═════ INPUT DATA ═════
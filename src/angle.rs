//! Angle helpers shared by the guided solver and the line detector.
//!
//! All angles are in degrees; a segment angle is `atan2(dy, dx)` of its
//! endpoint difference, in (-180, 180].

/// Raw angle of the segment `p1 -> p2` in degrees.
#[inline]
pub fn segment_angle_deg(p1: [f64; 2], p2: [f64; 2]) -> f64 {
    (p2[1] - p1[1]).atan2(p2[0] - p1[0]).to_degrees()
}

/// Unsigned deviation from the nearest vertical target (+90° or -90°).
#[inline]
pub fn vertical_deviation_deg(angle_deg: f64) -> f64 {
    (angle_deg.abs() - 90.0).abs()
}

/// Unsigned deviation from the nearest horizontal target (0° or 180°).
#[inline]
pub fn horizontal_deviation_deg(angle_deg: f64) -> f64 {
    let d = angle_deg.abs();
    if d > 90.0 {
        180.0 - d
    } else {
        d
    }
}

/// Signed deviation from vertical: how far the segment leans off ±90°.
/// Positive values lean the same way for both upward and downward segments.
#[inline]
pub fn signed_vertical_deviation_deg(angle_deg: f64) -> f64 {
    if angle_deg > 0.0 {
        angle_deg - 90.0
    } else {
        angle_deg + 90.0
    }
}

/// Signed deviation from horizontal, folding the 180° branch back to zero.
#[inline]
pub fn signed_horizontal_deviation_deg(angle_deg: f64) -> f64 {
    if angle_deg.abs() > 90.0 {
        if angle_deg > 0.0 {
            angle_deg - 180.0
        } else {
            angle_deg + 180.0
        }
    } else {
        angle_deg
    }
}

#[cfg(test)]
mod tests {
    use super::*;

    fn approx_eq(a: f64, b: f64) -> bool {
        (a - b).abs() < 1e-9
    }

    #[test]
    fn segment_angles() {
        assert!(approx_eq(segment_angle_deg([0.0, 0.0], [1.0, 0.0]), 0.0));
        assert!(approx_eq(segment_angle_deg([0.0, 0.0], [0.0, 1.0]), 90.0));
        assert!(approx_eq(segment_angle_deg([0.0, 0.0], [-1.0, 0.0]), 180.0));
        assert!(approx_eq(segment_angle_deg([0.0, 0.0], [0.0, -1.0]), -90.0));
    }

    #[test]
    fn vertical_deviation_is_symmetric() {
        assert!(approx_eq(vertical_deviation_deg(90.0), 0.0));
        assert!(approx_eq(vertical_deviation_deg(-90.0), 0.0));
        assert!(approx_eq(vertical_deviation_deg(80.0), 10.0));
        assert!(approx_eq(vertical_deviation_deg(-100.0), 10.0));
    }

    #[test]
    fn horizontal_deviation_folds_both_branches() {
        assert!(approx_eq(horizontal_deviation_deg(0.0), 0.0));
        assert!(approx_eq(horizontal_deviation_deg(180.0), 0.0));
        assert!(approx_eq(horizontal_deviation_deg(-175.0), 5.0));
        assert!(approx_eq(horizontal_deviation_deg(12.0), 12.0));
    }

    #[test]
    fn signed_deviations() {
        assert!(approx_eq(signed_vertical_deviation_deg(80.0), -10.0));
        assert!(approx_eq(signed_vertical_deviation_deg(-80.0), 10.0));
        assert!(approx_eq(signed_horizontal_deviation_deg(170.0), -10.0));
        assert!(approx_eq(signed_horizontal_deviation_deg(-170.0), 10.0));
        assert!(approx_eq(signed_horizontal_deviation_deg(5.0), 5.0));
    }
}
═════
Filter the lines above, keeping each one that contains the string "target".

## RESPONSE
/// Unsigned deviation from the nearest vertical target (+90° or -90°).
/// Unsigned deviation from the nearest horizontal target (0° or 180°).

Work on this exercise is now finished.